:: Supplied material
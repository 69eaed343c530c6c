//! Record data model for content-addressed files.

use cvault_types::OwnerId;
use serde::{Deserialize, Serialize};
use std::fmt;
use std::str::FromStr;

/// Errors produced when parsing a digest from text.
#[derive(Debug, Clone, PartialEq, Eq, thiserror::Error)]
pub enum DigestError {
    #[error("digest hex must be 64 characters, got {0}")]
    InvalidLength(usize),
    #[error("invalid hex: {0}")]
    InvalidHex(String),
}

/// Content fingerprint (32 bytes) used as the registry's primary key.
#[derive(Debug, Clone, Copy, PartialEq, Eq, Hash, PartialOrd, Ord, Serialize, Deserialize)]
#[serde(try_from = "String", into = "String")]
pub struct Digest(pub [u8; 32]);

impl Digest {
    /// Create from raw bytes.
    pub fn from_bytes(bytes: [u8; 32]) -> Self {
        Self(bytes)
    }

    /// Get the underlying bytes.
    pub fn as_bytes(&self) -> &[u8; 32] {
        &self.0
    }

    /// Convert to hex string.
    pub fn to_hex(&self) -> String {
        hex::encode(self.0)
    }

    /// `0x`-prefixed form, as a `bytes32` contract argument.
    pub fn to_bytes32(&self) -> String {
        format!("0x{}", self.to_hex())
    }

    /// Parse from hex string; an optional `0x` prefix is accepted.
    pub fn from_hex(hex_str: &str) -> Result<Self, DigestError> {
        let trimmed = hex_str.trim();
        let body = trimmed
            .strip_prefix("0x")
            .or_else(|| trimmed.strip_prefix("0X"))
            .unwrap_or(trimmed);
        if body.len() != 64 {
            return Err(DigestError::InvalidLength(body.len()));
        }
        let mut arr = [0u8; 32];
        hex::decode_to_slice(body, &mut arr).map_err(|e| DigestError::InvalidHex(e.to_string()))?;
        Ok(Self(arr))
    }

    /// Abbreviated form for log lines.
    pub fn short(&self) -> String {
        hex::encode(&self.0[..6])
    }
}

impl fmt::Display for Digest {
    fn fmt(&self, f: &mut fmt::Formatter<'_>) -> fmt::Result {
        f.write_str(&self.to_bytes32())
    }
}

impl FromStr for Digest {
    type Err = DigestError;

    fn from_str(s: &str) -> Result<Self, Self::Err> {
        Self::from_hex(s)
    }
}

impl From<Digest> for String {
    fn from(value: Digest) -> Self {
        value.to_bytes32()
    }
}

impl TryFrom<String> for Digest {
    type Error = DigestError;

    fn try_from(value: String) -> Result<Self, Self::Error> {
        Self::from_hex(&value)
    }
}

/// Errors produced when building a locator.
#[derive(Debug, Clone, PartialEq, Eq, thiserror::Error)]
pub enum LocatorError {
    #[error("locator cannot be empty")]
    Empty,
    #[error("locator too long ({0} bytes, max 512)")]
    TooLong(usize),
}

/// Opaque identifier an object store returns for stored bytes.
///
/// The vault never interprets the value; it only carries it between the
/// store and the registry.
#[derive(Debug, Clone, PartialEq, Eq, Hash, PartialOrd, Ord, Serialize, Deserialize)]
#[serde(try_from = "String", into = "String")]
pub struct Locator(String);

impl Locator {
    pub const MAX_LEN: usize = 512;

    pub fn new(value: impl Into<String>) -> Result<Self, LocatorError> {
        let value = value.into();
        let trimmed = value.trim();
        if trimmed.is_empty() {
            return Err(LocatorError::Empty);
        }
        if trimmed.len() > Self::MAX_LEN {
            return Err(LocatorError::TooLong(trimmed.len()));
        }
        Ok(Self(trimmed.to_string()))
    }

    pub fn as_str(&self) -> &str {
        &self.0
    }

    /// First `n` characters, for short display.
    pub fn prefix(&self, n: usize) -> &str {
        match self.0.char_indices().nth(n) {
            Some((idx, _)) => &self.0[..idx],
            None => &self.0,
        }
    }
}

impl fmt::Display for Locator {
    fn fmt(&self, f: &mut fmt::Formatter<'_>) -> fmt::Result {
        f.write_str(&self.0)
    }
}

impl From<Locator> for String {
    fn from(value: Locator) -> Self {
        value.0
    }
}

impl TryFrom<String> for Locator {
    type Error = LocatorError;

    fn try_from(value: String) -> Result<Self, Self::Error> {
        Self::new(value)
    }
}

/// Registration record: one per digest, owned by the registry.
#[derive(Debug, Clone, PartialEq, Eq, Serialize, Deserialize)]
pub struct RegistrationRecord {
    /// Content digest (primary key).
    pub digest: Digest,

    /// Where the bytes live in the object store.
    pub locator: Locator,

    /// Current owner.
    pub owner: OwnerId,

    /// Registration time (unix seconds).
    pub registered_at: u64,

    /// File size in bytes.
    pub size_bytes: u64,

    /// Optional MIME type.
    #[serde(default, skip_serializing_if = "Option::is_none")]
    pub mime_type: Option<String>,

    /// Optional original file name.
    #[serde(default, skip_serializing_if = "Option::is_none")]
    pub file_name: Option<String>,
}

impl RegistrationRecord {
    /// Validate the record fields.
    pub fn validate(&self) -> Result<(), String> {
        if let Some(mime) = &self.mime_type {
            if mime.len() > 128 {
                return Err("MIME type too long (max 128 chars)".to_string());
            }
        }

        if let Some(name) = &self.file_name {
            if name.is_empty() || name.len() > 255 {
                return Err("File name must be 1-255 characters".to_string());
            }
        }

        Ok(())
    }
}

/// Time-limited read access to a record for a grantee.
#[derive(Debug, Clone, PartialEq, Eq, Serialize, Deserialize)]
pub struct AccessGrant {
    pub digest: Digest,
    pub grantee: OwnerId,
    /// Unix seconds after which the grant no longer applies.
    pub expires_at: u64,
    pub granted_at: u64,
}

impl AccessGrant {
    pub fn is_active(&self, now: u64) -> bool {
        self.expires_at > now
    }
}
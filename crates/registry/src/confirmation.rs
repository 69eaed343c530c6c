//! Write confirmations.

use crate::errors::Result;
use cvault_storage::Storage;
use serde::{Deserialize, Serialize};

/// Proof that a registry write was accepted.
#[derive(Debug, Clone, PartialEq, Eq, Serialize, Deserialize)]
pub struct Confirmation {
    /// `0x` + BLAKE3 over the operation, its arguments and the sequence.
    pub tx_id: String,
    pub sequence: u64,
    /// Unix seconds.
    pub recorded_at: u64,
}

impl Confirmation {
    pub fn derive(operation: &str, args: &[&[u8]], sequence: u64, recorded_at: u64) -> Self {
        let mut hasher = blake3::Hasher::new();
        hasher.update(operation.as_bytes());
        for arg in args {
            // Length-prefix each argument so boundaries are unambiguous.
            hasher.update(&(arg.len() as u64).to_le_bytes());
            hasher.update(arg);
        }
        hasher.update(&sequence.to_be_bytes());
        Self {
            tx_id: format!("0x{}", hasher.finalize().to_hex()),
            sequence,
            recorded_at,
        }
    }
}

/// Allocate the next sequence number and derive the confirmation for it.
pub(crate) fn confirm<S: Storage + ?Sized>(
    storage: &S,
    now: u64,
    operation: &str,
    args: &[&[u8]],
) -> Result<Confirmation> {
    let sequence = storage.next_sequence()?;
    Ok(Confirmation::derive(operation, args, sequence, now))
}

#[cfg(test)]
mod tests {
    use super::*;

    #[test]
    fn tx_id_depends_on_every_input() {
        let base = Confirmation::derive("register", &[b"a", b"b"], 1, 10);
        assert!(base.tx_id.starts_with("0x"));
        assert_eq!(base.tx_id.len(), 66);
        assert_eq!(base, Confirmation::derive("register", &[b"a", b"b"], 1, 10));
        assert_ne!(base.tx_id, Confirmation::derive("remove", &[b"a", b"b"], 1, 10).tx_id);
        assert_ne!(base.tx_id, Confirmation::derive("register", &[b"ab"], 1, 10).tx_id);
        assert_ne!(base.tx_id, Confirmation::derive("register", &[b"a", b"b"], 2, 10).tx_id);
    }
}
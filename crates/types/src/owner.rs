use serde::{Deserialize, Serialize};
use std::fmt;
use std::str::FromStr;

/// Errors that can occur when parsing an owner identity string.
#[derive(Debug, thiserror::Error)]
pub enum OwnerError {
    #[error("owner must start with '0x' or 'acct:'")]
    InvalidPrefix,
    #[error("wallet address must be {expected} characters, got {actual}")]
    InvalidLength { expected: usize, actual: usize },
    #[error("wallet address payload is not valid hexadecimal")]
    InvalidHex(#[from] hex::FromHexError),
    #[error("account id is not a valid number: {0}")]
    InvalidAccountId(String),
}

/// Number of raw bytes contained in a wallet address.
pub const WALLET_ADDRESS_BYTES: usize = 20;
/// Expected string length of an encoded wallet address (`0x` + 40 hex chars).
pub const WALLET_ADDRESS_STRING_LENGTH: usize = 2 + WALLET_ADDRESS_BYTES * 2;

const ACCOUNT_PREFIX: &str = "acct:";

/// Encode a 20-byte wallet address as lowercase `0x`-prefixed hex.
pub fn encode_wallet_address(bytes: &[u8; WALLET_ADDRESS_BYTES]) -> String {
    let mut encoded = String::with_capacity(WALLET_ADDRESS_STRING_LENGTH);
    encoded.push_str("0x");
    encoded.push_str(&hex::encode(bytes));
    encoded
}

/// Decode a `0x`-prefixed wallet address. Hex digits are accepted in any case.
pub fn decode_wallet_address(address: &str) -> Result<[u8; WALLET_ADDRESS_BYTES], OwnerError> {
    let payload = address
        .strip_prefix("0x")
        .or_else(|| address.strip_prefix("0X"))
        .ok_or(OwnerError::InvalidPrefix)?;

    if address.len() != WALLET_ADDRESS_STRING_LENGTH {
        return Err(OwnerError::InvalidLength {
            expected: WALLET_ADDRESS_STRING_LENGTH,
            actual: address.len(),
        });
    }

    let mut bytes = [0u8; WALLET_ADDRESS_BYTES];
    hex::decode_to_slice(payload, &mut bytes)?;
    Ok(bytes)
}

/// Check whether the provided string is a valid wallet address.
pub fn is_valid_wallet_address(address: &str) -> bool {
    decode_wallet_address(address).is_ok()
}

/// Identity that owns registry records.
///
/// Wallet identities come from a signing key; account identities come from an
/// authenticated ledger session. Both serialise as strings in JSON.
#[derive(Debug, Clone, Copy, PartialEq, Eq, Hash, PartialOrd, Ord, Serialize, Deserialize)]
#[serde(try_from = "String", into = "String")]
pub enum OwnerId {
    Wallet([u8; WALLET_ADDRESS_BYTES]),
    Account(u64),
}

impl OwnerId {
    /// Stable byte encoding used for storage keys and hashing.
    pub fn to_key_bytes(&self) -> Vec<u8> {
        match self {
            OwnerId::Wallet(bytes) => {
                let mut key = Vec::with_capacity(1 + WALLET_ADDRESS_BYTES);
                key.push(0x01);
                key.extend_from_slice(bytes);
                key
            }
            OwnerId::Account(id) => {
                let mut key = Vec::with_capacity(9);
                key.push(0x02);
                key.extend_from_slice(&id.to_be_bytes());
                key
            }
        }
    }

    pub fn is_wallet(&self) -> bool {
        matches!(self, OwnerId::Wallet(_))
    }
}

impl fmt::Display for OwnerId {
    fn fmt(&self, f: &mut fmt::Formatter<'_>) -> fmt::Result {
        match self {
            OwnerId::Wallet(bytes) => f.write_str(&encode_wallet_address(bytes)),
            OwnerId::Account(id) => write!(f, "{ACCOUNT_PREFIX}{id}"),
        }
    }
}

impl FromStr for OwnerId {
    type Err = OwnerError;

    fn from_str(s: &str) -> Result<Self, Self::Err> {
        let s = s.trim();
        if let Some(id) = s.strip_prefix(ACCOUNT_PREFIX) {
            return id
                .parse::<u64>()
                .map(OwnerId::Account)
                .map_err(|_| OwnerError::InvalidAccountId(id.to_string()));
        }
        decode_wallet_address(s).map(OwnerId::Wallet)
    }
}

impl From<OwnerId> for String {
    fn from(value: OwnerId) -> Self {
        value.to_string()
    }
}

impl TryFrom<String> for OwnerId {
    type Error = OwnerError;

    fn try_from(value: String) -> Result<Self, Self::Error> {
        value.parse()
    }
}
//! Local content hashing, done before any network transfer.

use crate::descriptor::Digest;
use cvault_crypto::HashType;
use std::io::Read;
use std::path::Path;

/// Computes content digests with a fixed algorithm.
#[derive(Debug, Clone, Copy, PartialEq, Eq, Default)]
pub struct ContentHasher {
    algorithm: HashType,
}

impl ContentHasher {
    pub fn new(algorithm: HashType) -> Self {
        Self { algorithm }
    }

    pub fn algorithm(&self) -> HashType {
        self.algorithm
    }

    /// Digest an in-memory buffer.
    pub fn digest(&self, data: &[u8]) -> Digest {
        Digest::from_bytes(self.algorithm.digest(data))
    }

    /// Digest a stream without buffering it whole.
    pub fn digest_reader<R: Read>(&self, reader: R) -> std::io::Result<Digest> {
        self.algorithm.digest_reader(reader).map(Digest::from_bytes)
    }

    pub fn digest_file(&self, path: &Path) -> std::io::Result<Digest> {
        let file = std::fs::File::open(path)?;
        self.digest_reader(std::io::BufReader::new(file))
    }
}

#[cfg(test)]
mod tests {
    use super::*;

    #[test]
    fn test_default_is_sha256() {
        let hasher = ContentHasher::default();
        assert_eq!(hasher.algorithm(), HashType::Sha256);
        assert_eq!(
            hasher.digest(b"hello world!").to_hex(),
            "7509e5bda0c762d2bac7f90d758b5b2263fa01ccbc542ab5e3df163be08e6ca9"
        );
    }

    #[test]
    fn test_file_and_buffer_agree() {
        let dir = tempfile::tempdir().unwrap();
        let path = dir.path().join("blob.bin");
        let data: Vec<u8> = (0..200_000u32).map(|i| (i % 251) as u8).collect();
        std::fs::write(&path, &data).unwrap();

        let hasher = ContentHasher::new(HashType::Blake3);
        assert_eq!(hasher.digest_file(&path).unwrap(), hasher.digest(&data));
    }

    #[test]
    fn test_missing_file_is_error() {
        let dir = tempfile::tempdir().unwrap();
        let err = ContentHasher::default()
            .digest_file(&dir.path().join("nope"))
            .unwrap_err();
        assert_eq!(err.kind(), std::io::ErrorKind::NotFound);
    }
}
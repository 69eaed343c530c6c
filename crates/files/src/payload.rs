//! Raw bytes submitted for storage, with the little metadata callers know.

use std::path::Path;

/// Bytes submitted by a caller; owned by the request that carries them.
#[derive(Debug, Clone, PartialEq, Eq, Default)]
pub struct Payload {
    pub bytes: Vec<u8>,
    pub file_name: Option<String>,
    pub mime_type: Option<String>,
}

impl Payload {
    pub fn new(bytes: impl Into<Vec<u8>>) -> Self {
        Self {
            bytes: bytes.into(),
            file_name: None,
            mime_type: None,
        }
    }

    pub fn with_file_name(mut self, name: impl Into<String>) -> Self {
        self.file_name = Some(name.into());
        self
    }

    pub fn with_mime_type(mut self, mime: impl Into<String>) -> Self {
        self.mime_type = Some(mime.into());
        self
    }

    /// Read a file from disk, naming the payload after it.
    pub fn from_path(path: &Path) -> std::io::Result<Self> {
        let bytes = std::fs::read(path)?;
        let mut payload = Self::new(bytes);
        if let Some(name) = path.file_name().and_then(|n| n.to_str()) {
            payload.file_name = Some(name.to_string());
            payload.mime_type = guess_mime_type(name).map(str::to_string);
        }
        Ok(payload)
    }

    pub fn len(&self) -> usize {
        self.bytes.len()
    }

    pub fn is_empty(&self) -> bool {
        self.bytes.is_empty()
    }

    /// File extension including the leading dot, lowercased.
    pub fn extension(&self) -> Option<String> {
        let name = self.file_name.as_deref()?;
        let ext = Path::new(name).extension()?.to_str()?;
        Some(format!(".{}", ext.to_lowercase()))
    }

    /// MIME type to send to a store; falls back to `application/octet-stream`.
    pub fn content_type(&self) -> &str {
        self.mime_type
            .as_deref()
            .unwrap_or("application/octet-stream")
    }
}

/// MIME type for the extensions the vault sees in practice.
pub fn guess_mime_type(file_name: &str) -> Option<&'static str> {
    let ext = Path::new(file_name).extension()?.to_str()?.to_lowercase();
    match ext.as_str() {
        "pdf" => Some("application/pdf"),
        "jpg" | "jpeg" => Some("image/jpeg"),
        "png" => Some("image/png"),
        "dcm" => Some("application/dicom"),
        "json" => Some("application/json"),
        "txt" => Some("text/plain"),
        _ => None,
    }
}
//! Hash functions for cvault
//!
//! Every digest in the vault is 32 bytes. SHA-256 is the default because the
//! upstream registries key records by it; BLAKE3 and Keccak-256 are available
//! for stores that address content differently.

use anyhow::Result;
use serde::{Deserialize, Serialize};
use sha2::Digest as _;
use std::fmt;
use std::io::Read;
use std::str::FromStr;

/// Size of the read buffer used when hashing streams.
pub const STREAM_CHUNK_SIZE: usize = 64 * 1024;

/// Trait for hash functions
pub trait HashFunction {
    /// Hash input data and return a fixed-size array
    fn hash_fixed(&self, data: &[u8]) -> [u8; 32];

    /// Get the name of the hash function
    fn name(&self) -> &'static str;
}

/// Blake3 hash implementation
#[derive(Debug, Clone, Copy, Default)]
pub struct Blake3;

impl HashFunction for Blake3 {
    fn hash_fixed(&self, data: &[u8]) -> [u8; 32] {
        *blake3::hash(data).as_bytes()
    }

    fn name(&self) -> &'static str {
        "blake3"
    }
}

/// SHA256 hash implementation
#[derive(Debug, Clone, Copy, Default)]
pub struct SHA256;

impl HashFunction for SHA256 {
    fn hash_fixed(&self, data: &[u8]) -> [u8; 32] {
        let mut hasher = sha2::Sha256::new();
        hasher.update(data);
        hasher.finalize().into()
    }

    fn name(&self) -> &'static str {
        "sha256"
    }
}

/// Keccak256 hash implementation
#[derive(Debug, Clone, Copy, Default)]
pub struct Keccak256;

impl HashFunction for Keccak256 {
    fn hash_fixed(&self, data: &[u8]) -> [u8; 32] {
        let mut hasher = sha3::Keccak256::new();
        hasher.update(data);
        hasher.finalize().into()
    }

    fn name(&self) -> &'static str {
        "keccak256"
    }
}

/// Hash function type enum
#[derive(Debug, Clone, Copy, PartialEq, Eq, Hash, Default, Serialize, Deserialize)]
#[serde(rename_all = "lowercase")]
pub enum HashType {
    #[default]
    Sha256,
    Blake3,
    Keccak256,
}

impl HashType {
    /// Create a hash function instance
    pub fn create_instance(&self) -> Box<dyn HashFunction + Send + Sync> {
        match self {
            HashType::Sha256 => Box::new(SHA256),
            HashType::Blake3 => Box::new(Blake3),
            HashType::Keccak256 => Box::new(Keccak256),
        }
    }

    /// One-shot digest of an in-memory buffer.
    pub fn digest(&self, data: &[u8]) -> [u8; 32] {
        match self {
            HashType::Sha256 => SHA256.hash_fixed(data),
            HashType::Blake3 => Blake3.hash_fixed(data),
            HashType::Keccak256 => Keccak256.hash_fixed(data),
        }
    }

    /// Digest everything a reader yields, in fixed-size chunks.
    pub fn digest_reader<R: Read>(&self, mut reader: R) -> std::io::Result<[u8; 32]> {
        let mut hasher = IncrementalHasher::new(*self);
        let mut buf = vec![0u8; STREAM_CHUNK_SIZE];
        loop {
            let read = reader.read(&mut buf)?;
            if read == 0 {
                break;
            }
            hasher.update(&buf[..read]);
        }
        Ok(hasher.finalize())
    }

    pub fn name(&self) -> &'static str {
        match self {
            HashType::Sha256 => "sha256",
            HashType::Blake3 => "blake3",
            HashType::Keccak256 => "keccak256",
        }
    }
}

impl fmt::Display for HashType {
    fn fmt(&self, f: &mut fmt::Formatter<'_>) -> fmt::Result {
        f.write_str(self.name())
    }
}

impl FromStr for HashType {
    type Err = anyhow::Error;

    fn from_str(name: &str) -> Result<Self> {
        match name.trim().to_lowercase().as_str() {
            "sha256" | "sha-256" => Ok(HashType::Sha256),
            "blake3" => Ok(HashType::Blake3),
            "keccak256" | "keccak-256" => Ok(HashType::Keccak256),
            _ => Err(anyhow::anyhow!("Unknown hash function: {}", name)),
        }
    }
}

/// Hasher that accepts input in pieces.
pub struct IncrementalHasher {
    state: IncrementalState,
}

enum IncrementalState {
    Sha256(sha2::Sha256),
    Blake3(Box<blake3::Hasher>),
    Keccak256(sha3::Keccak256),
}

impl IncrementalHasher {
    pub fn new(hash_type: HashType) -> Self {
        let state = match hash_type {
            HashType::Sha256 => IncrementalState::Sha256(sha2::Sha256::new()),
            HashType::Blake3 => IncrementalState::Blake3(Box::new(blake3::Hasher::new())),
            HashType::Keccak256 => IncrementalState::Keccak256(sha3::Keccak256::new()),
        };
        Self { state }
    }

    pub fn update(&mut self, data: &[u8]) {
        match &mut self.state {
            IncrementalState::Sha256(h) => h.update(data),
            IncrementalState::Blake3(h) => {
                h.update(data);
            }
            IncrementalState::Keccak256(h) => h.update(data),
        }
    }

    pub fn finalize(self) -> [u8; 32] {
        match self.state {
            IncrementalState::Sha256(h) => h.finalize().into(),
            IncrementalState::Blake3(h) => *h.finalize().as_bytes(),
            IncrementalState::Keccak256(h) => h.finalize().into(),
        }
    }
}
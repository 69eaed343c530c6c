//! Object stores.
//!
//! A store takes bytes and hands back an opaque [`Locator`]. The vault never
//! interprets locators; it only records them and passes them back to the
//! store that issued them.

mod deoss;
mod errors;
mod http;
mod local;
mod memory;
mod pinata;

pub use deoss::{DeossConfig, DeossGateway};
pub use errors::*;
pub use local::LocalDirStore;
pub use memory::MemoryObjectStore;
pub use pinata::{PinataConfig, PinataGateway};

use async_trait::async_trait;
use cvault_files::{Locator, Payload};

#[async_trait]
pub trait ObjectStore: Send + Sync {
    /// Short name for logs.
    fn name(&self) -> &str;

    async fn put(&self, payload: &Payload) -> Result<Locator>;

    async fn get(&self, locator: &Locator) -> Result<Vec<u8>>;

    async fn delete(&self, locator: &Locator) -> Result<()>;

    /// Store a JSON document.
    async fn put_json(&self, value: &serde_json::Value) -> Result<Locator> {
        let payload = Payload::new(serde_json::to_vec(value)?)
            .with_file_name("metadata.json")
            .with_mime_type("application/json");
        self.put(&payload).await
    }

    /// Public URL for a locator, when the store serves one.
    fn public_url(&self, _locator: &Locator) -> Option<String> {
        None
    }
}

pub(crate) fn locator_from(value: impl Into<String>) -> Result<Locator> {
    Locator::new(value).map_err(|e| GatewayError::InvalidResponse(e.to_string()))
}
use crate::errors::{GatewayError, Result};
use crate::{locator_from, ObjectStore};
use async_trait::async_trait;
use cvault_files::{Locator, Payload};
use parking_lot::RwLock;
use std::collections::HashMap;
use std::sync::Arc;

/// In-process store. Locators are `mem-` plus the first 16 hex characters of
/// the BLAKE3 hash of the bytes, so identical bytes share a locator.
#[derive(Clone, Default)]
pub struct MemoryObjectStore {
    objects: Arc<RwLock<HashMap<String, Vec<u8>>>>,
}

impl MemoryObjectStore {
    pub fn new() -> Self {
        Self::default()
    }

    pub fn len(&self) -> usize {
        self.objects.read().len()
    }

    pub fn is_empty(&self) -> bool {
        self.objects.read().is_empty()
    }

    pub fn contains(&self, locator: &Locator) -> bool {
        self.objects.read().contains_key(locator.as_str())
    }
}

#[async_trait]
impl ObjectStore for MemoryObjectStore {
    fn name(&self) -> &str {
        "memory"
    }

    async fn put(&self, payload: &Payload) -> Result<Locator> {
        let hash = blake3::hash(&payload.bytes);
        let key = format!("mem-{}", &hash.to_hex()[..16]);
        self.objects
            .write()
            .insert(key.clone(), payload.bytes.clone());
        locator_from(key)
    }

    async fn get(&self, locator: &Locator) -> Result<Vec<u8>> {
        self.objects
            .read()
            .get(locator.as_str())
            .cloned()
            .ok_or_else(|| GatewayError::NotFound(locator.to_string()))
    }

    async fn delete(&self, locator: &Locator) -> Result<()> {
        self.objects
            .write()
            .remove(locator.as_str())
            .map(|_| ())
            .ok_or_else(|| GatewayError::NotFound(locator.to_string()))
    }
}

#[cfg(test)]
mod tests {
    use super::*;

    #[tokio::test]
    async fn put_get_delete() {
        let store = MemoryObjectStore::new();
        let locator = store.put(&Payload::new(b"abc".to_vec())).await.unwrap();
        assert!(locator.as_str().starts_with("mem-"));
        assert_eq!(locator.as_str().len(), 20);
        assert_eq!(store.get(&locator).await.unwrap(), b"abc");

        let again = store.put(&Payload::new(b"abc".to_vec())).await.unwrap();
        assert_eq!(again, locator);
        assert_eq!(store.len(), 1);

        store.delete(&locator).await.unwrap();
        assert!(matches!(
            store.get(&locator).await,
            Err(GatewayError::NotFound(_))
        ));
    }

    #[tokio::test]
    async fn put_json_stores_serialized_document() {
        let store = MemoryObjectStore::new();
        let locator = store
            .put_json(&serde_json::json!({"name": "Rex"}))
            .await
            .unwrap();
        let bytes = store.get(&locator).await.unwrap();
        let value: serde_json::Value = serde_json::from_slice(&bytes).unwrap();
        assert_eq!(value["name"], "Rex");
    }
}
::::
Work instructions —
Search the records for the word "InvalidLength". Copy every line that has it.

Written answer —
    InvalidLength(usize),
            return Err(DigestError::InvalidLength(body.len()));
    InvalidLength { expected: usize, actual: usize },
        return Err(OwnerError::InvalidLength {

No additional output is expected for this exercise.